> _Problem to work on_:
Find every line below where the string "HTTP" shows up, and copy those lines.

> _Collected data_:

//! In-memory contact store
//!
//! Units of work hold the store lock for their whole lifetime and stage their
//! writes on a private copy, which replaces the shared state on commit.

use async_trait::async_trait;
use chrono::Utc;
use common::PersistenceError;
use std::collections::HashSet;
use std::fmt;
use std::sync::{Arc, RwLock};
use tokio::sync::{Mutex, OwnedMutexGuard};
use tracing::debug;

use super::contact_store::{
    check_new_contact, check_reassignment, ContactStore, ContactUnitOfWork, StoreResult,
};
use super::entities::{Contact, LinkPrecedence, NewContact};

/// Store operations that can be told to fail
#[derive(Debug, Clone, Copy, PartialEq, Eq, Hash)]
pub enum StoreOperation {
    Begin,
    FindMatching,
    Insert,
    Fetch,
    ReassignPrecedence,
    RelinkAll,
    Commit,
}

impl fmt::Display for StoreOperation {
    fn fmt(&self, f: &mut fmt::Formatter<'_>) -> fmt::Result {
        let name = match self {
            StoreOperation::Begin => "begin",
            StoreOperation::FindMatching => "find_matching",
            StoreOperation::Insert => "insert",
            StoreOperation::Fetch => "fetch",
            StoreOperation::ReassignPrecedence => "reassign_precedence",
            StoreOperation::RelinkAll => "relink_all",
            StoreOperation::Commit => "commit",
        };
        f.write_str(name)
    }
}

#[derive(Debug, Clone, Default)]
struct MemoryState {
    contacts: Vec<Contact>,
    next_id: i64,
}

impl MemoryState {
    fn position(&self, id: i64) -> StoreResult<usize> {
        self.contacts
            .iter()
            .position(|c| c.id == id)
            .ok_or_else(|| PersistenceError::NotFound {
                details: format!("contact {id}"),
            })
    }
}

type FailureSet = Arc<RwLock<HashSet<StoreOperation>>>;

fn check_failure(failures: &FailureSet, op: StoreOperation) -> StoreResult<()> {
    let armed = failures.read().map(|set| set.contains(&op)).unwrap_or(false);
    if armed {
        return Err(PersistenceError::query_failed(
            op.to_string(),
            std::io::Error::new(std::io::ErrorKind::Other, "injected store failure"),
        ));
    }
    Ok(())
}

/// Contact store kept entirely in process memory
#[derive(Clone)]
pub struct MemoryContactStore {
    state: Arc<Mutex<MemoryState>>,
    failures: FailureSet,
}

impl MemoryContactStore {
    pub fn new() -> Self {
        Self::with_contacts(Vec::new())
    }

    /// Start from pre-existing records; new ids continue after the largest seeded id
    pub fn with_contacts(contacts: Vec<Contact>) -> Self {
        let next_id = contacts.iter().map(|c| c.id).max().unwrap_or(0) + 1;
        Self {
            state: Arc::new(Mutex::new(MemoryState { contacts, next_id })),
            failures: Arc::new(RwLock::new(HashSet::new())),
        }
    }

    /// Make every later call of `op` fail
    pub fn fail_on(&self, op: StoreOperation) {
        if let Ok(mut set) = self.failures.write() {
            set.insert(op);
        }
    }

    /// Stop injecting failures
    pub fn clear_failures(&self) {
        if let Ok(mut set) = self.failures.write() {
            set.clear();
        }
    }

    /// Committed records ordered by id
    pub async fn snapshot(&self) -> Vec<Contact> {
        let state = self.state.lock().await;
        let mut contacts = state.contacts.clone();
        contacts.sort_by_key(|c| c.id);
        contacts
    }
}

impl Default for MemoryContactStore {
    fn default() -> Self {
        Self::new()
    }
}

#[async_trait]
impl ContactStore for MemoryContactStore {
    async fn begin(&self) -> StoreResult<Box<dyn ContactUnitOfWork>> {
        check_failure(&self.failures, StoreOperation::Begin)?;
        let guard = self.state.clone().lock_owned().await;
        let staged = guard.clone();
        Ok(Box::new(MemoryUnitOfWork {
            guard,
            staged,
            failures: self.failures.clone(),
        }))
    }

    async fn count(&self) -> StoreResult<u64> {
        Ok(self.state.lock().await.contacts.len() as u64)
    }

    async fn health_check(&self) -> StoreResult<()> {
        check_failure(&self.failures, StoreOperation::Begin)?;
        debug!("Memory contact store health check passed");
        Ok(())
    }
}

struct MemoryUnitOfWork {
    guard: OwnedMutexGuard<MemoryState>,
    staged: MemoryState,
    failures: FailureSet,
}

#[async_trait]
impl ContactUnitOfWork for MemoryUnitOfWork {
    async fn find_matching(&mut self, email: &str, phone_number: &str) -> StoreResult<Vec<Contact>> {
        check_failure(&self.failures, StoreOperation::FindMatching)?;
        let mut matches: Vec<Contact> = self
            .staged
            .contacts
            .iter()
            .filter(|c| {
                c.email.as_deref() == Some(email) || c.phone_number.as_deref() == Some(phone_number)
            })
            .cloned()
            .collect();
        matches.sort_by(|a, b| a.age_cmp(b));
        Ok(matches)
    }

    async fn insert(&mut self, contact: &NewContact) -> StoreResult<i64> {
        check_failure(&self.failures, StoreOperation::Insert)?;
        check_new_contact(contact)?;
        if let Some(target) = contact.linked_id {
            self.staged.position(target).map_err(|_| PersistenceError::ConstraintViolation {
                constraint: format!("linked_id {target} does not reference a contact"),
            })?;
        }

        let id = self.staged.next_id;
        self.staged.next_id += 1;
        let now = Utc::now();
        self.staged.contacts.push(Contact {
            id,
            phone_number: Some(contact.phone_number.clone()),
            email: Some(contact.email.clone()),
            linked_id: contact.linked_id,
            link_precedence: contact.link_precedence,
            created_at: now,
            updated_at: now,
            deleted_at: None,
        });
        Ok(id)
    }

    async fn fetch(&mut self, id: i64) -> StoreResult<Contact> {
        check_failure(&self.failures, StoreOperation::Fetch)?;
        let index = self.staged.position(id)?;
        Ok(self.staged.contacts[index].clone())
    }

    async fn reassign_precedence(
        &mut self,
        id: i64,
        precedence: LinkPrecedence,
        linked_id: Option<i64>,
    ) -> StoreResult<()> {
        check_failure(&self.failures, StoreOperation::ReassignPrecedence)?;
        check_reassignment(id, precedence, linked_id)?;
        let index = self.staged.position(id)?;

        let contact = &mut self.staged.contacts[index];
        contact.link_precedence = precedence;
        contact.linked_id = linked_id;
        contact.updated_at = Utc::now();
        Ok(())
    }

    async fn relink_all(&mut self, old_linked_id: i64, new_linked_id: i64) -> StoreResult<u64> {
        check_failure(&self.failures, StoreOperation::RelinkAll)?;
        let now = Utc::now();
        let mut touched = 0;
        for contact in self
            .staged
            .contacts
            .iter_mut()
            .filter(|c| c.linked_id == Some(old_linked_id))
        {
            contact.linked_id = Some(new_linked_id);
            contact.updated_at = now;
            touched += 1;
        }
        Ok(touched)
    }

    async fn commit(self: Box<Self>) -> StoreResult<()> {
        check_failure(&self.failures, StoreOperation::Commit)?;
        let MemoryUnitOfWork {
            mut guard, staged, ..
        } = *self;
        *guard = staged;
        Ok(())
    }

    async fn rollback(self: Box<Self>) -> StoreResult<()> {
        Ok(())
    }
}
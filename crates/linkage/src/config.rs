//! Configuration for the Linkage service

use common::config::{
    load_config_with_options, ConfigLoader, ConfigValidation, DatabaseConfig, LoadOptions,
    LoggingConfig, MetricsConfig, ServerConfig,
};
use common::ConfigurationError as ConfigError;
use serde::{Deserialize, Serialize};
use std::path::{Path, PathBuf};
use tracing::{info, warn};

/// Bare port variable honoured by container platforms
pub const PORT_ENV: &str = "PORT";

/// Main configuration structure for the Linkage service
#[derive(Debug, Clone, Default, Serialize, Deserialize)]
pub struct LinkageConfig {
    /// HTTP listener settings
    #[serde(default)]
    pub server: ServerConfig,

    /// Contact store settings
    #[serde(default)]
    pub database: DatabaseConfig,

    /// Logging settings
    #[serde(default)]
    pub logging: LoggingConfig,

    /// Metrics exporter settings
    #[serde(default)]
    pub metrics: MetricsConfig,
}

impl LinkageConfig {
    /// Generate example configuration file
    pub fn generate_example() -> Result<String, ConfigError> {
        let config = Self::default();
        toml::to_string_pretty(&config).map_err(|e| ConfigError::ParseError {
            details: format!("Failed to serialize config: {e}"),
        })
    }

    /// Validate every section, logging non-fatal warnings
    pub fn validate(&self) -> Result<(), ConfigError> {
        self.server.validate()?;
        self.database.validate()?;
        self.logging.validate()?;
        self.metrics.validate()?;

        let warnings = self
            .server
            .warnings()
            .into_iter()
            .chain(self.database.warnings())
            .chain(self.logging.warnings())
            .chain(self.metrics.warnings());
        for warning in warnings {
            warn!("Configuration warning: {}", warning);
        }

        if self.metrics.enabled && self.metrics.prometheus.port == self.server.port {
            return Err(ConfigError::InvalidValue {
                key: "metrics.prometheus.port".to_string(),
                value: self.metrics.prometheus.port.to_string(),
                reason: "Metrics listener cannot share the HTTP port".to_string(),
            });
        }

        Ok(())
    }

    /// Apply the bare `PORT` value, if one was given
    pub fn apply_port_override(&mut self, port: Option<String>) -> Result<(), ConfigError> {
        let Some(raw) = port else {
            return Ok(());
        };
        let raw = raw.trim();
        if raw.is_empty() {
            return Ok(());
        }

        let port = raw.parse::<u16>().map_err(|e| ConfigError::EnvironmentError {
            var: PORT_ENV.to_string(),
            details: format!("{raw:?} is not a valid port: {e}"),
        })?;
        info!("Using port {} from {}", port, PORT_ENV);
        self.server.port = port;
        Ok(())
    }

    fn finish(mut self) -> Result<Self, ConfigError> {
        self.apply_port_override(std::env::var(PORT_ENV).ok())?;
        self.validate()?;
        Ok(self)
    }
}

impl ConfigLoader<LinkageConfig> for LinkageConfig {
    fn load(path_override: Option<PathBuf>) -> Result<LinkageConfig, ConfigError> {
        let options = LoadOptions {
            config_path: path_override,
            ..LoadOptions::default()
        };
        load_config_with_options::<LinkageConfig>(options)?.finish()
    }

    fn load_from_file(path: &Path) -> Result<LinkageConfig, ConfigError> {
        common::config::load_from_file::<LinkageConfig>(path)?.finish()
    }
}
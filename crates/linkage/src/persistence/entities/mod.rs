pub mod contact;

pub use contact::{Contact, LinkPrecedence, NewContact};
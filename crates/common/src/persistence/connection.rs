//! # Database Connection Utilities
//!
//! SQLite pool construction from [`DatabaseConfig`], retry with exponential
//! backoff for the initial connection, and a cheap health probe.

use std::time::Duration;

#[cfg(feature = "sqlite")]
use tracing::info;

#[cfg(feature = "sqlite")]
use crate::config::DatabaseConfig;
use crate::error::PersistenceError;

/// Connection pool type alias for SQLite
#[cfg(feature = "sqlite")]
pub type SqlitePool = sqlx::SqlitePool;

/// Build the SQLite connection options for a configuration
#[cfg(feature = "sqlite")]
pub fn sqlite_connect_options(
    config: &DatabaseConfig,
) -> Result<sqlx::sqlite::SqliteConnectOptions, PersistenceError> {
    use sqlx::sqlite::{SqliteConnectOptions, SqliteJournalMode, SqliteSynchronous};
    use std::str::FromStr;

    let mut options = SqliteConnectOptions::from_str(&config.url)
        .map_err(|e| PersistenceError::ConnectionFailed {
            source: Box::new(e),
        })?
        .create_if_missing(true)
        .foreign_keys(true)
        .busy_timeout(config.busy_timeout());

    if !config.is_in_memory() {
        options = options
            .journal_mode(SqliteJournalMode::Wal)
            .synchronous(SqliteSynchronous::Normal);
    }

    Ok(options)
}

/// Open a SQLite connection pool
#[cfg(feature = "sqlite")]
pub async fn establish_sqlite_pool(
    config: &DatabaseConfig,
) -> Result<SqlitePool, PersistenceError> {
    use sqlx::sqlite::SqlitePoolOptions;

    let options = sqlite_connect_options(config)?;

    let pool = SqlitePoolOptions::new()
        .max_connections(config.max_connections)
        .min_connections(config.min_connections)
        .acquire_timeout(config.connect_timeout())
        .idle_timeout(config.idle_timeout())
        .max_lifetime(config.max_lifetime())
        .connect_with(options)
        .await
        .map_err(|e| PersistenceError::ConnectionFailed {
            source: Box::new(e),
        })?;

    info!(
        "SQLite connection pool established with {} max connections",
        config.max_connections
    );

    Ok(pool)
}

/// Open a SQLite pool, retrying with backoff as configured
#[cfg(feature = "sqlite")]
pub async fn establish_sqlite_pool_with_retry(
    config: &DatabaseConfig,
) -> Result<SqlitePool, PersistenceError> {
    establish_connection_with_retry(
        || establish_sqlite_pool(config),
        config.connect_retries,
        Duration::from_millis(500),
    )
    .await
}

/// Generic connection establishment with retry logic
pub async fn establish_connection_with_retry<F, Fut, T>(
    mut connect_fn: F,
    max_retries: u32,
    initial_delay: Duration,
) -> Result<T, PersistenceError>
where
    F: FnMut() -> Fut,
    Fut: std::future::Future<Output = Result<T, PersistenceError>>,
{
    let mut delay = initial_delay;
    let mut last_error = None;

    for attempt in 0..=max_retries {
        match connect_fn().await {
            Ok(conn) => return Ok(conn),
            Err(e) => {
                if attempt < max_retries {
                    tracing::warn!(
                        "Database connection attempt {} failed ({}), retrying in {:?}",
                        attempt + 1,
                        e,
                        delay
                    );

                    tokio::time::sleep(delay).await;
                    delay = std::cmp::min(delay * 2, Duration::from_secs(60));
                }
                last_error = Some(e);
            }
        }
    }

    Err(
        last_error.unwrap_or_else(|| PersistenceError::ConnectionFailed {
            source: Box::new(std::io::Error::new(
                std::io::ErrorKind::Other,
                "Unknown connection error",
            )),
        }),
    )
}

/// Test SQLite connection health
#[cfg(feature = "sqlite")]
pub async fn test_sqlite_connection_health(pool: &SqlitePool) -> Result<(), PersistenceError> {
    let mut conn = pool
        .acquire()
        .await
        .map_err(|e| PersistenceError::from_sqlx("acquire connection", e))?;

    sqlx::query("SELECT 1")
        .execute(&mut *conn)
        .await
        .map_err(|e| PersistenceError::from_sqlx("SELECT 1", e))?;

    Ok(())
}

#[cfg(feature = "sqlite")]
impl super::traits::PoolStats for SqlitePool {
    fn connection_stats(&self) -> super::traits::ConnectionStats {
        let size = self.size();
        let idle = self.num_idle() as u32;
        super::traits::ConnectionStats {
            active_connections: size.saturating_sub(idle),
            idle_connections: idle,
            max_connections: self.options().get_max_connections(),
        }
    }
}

> _Answer space_:
    /// HTTP listener settings
                reason: "Metrics listener cannot share the HTTP port".to_string(),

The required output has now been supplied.